> How to complete this task:
Extract each line from the entries below that has the string "LookupKind" in it.

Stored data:
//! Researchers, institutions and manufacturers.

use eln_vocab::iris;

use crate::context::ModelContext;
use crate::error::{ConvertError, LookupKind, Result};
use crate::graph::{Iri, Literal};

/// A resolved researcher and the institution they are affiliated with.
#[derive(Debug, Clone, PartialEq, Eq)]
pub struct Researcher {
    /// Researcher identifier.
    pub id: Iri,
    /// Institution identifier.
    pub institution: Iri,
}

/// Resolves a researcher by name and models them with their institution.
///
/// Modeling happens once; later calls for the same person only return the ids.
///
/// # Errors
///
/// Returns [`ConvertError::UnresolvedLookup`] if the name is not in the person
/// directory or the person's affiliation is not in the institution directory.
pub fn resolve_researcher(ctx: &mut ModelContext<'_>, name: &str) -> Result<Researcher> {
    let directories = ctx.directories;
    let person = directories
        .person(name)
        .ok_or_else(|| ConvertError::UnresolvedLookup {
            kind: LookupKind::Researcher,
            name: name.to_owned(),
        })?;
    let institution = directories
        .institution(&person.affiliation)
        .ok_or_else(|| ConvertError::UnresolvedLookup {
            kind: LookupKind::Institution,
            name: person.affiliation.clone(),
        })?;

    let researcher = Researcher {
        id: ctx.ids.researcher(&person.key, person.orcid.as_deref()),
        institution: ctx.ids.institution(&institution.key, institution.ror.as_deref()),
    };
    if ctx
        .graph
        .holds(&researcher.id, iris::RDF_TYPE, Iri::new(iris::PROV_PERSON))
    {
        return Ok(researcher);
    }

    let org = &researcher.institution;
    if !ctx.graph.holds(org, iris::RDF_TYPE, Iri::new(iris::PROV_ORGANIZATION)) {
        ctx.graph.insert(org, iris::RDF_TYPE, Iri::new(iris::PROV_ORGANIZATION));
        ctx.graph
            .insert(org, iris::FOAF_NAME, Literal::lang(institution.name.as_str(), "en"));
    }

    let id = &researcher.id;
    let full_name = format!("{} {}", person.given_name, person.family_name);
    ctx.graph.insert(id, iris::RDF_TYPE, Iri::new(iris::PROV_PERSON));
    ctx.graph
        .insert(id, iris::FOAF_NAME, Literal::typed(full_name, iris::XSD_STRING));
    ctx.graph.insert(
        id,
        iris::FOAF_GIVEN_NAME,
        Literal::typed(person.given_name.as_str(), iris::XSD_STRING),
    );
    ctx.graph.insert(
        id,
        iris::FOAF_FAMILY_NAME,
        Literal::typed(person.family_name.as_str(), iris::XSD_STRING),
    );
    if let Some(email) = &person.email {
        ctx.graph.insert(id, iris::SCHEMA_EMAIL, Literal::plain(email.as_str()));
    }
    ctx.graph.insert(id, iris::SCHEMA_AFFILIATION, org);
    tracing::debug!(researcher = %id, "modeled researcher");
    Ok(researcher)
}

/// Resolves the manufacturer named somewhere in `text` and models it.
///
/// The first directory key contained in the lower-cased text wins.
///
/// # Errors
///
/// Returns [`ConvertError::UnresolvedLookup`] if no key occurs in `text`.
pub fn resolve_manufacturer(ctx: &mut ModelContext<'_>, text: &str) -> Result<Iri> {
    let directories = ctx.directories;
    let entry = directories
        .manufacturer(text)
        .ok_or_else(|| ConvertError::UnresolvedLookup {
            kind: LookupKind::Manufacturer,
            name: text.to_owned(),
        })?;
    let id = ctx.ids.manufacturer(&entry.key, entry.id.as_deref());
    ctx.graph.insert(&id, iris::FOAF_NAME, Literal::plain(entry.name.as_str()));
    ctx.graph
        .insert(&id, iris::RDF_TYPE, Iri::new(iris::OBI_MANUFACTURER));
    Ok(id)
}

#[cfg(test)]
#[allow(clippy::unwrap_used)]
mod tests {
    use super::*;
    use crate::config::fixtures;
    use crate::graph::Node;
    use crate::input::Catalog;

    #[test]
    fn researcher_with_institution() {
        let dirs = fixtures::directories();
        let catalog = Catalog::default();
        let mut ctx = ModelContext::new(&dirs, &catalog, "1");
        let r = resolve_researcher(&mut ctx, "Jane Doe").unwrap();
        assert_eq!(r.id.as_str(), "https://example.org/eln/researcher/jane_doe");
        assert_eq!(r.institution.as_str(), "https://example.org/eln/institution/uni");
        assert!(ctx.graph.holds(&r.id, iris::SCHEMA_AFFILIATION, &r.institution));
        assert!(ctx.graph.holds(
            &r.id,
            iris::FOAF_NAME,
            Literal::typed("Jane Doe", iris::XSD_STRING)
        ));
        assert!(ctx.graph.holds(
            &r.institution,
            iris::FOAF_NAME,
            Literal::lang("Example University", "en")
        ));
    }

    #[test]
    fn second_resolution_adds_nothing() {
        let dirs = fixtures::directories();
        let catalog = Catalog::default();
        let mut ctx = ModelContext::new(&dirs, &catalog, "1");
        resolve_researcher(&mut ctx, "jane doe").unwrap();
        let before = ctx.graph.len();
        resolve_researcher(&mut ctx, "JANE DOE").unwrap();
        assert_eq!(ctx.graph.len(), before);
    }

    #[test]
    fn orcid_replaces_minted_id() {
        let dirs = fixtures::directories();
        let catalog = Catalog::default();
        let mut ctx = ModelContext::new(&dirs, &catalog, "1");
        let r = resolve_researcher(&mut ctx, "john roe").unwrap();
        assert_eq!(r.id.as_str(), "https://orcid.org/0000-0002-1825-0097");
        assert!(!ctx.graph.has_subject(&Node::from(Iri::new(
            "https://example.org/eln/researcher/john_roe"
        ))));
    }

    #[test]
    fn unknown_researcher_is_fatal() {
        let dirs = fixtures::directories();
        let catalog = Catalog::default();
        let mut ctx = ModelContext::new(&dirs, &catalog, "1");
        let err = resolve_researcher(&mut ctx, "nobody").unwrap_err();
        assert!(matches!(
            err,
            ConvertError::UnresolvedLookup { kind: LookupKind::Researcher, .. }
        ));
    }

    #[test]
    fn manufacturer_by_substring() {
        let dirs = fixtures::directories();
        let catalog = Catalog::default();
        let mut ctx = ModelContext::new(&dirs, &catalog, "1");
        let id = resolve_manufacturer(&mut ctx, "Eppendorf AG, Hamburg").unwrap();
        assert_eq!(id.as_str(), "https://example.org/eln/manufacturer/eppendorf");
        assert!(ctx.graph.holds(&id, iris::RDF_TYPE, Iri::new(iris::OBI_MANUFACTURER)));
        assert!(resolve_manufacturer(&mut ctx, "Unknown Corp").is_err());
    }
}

> Exercise result:
use crate::error::{ConvertError, LookupKind, Result};
            kind: LookupKind::Researcher,
            kind: LookupKind::Institution,
            kind: LookupKind::Manufacturer,
            ConvertError::UnresolvedLookup { kind: LookupKind::Researcher, .. }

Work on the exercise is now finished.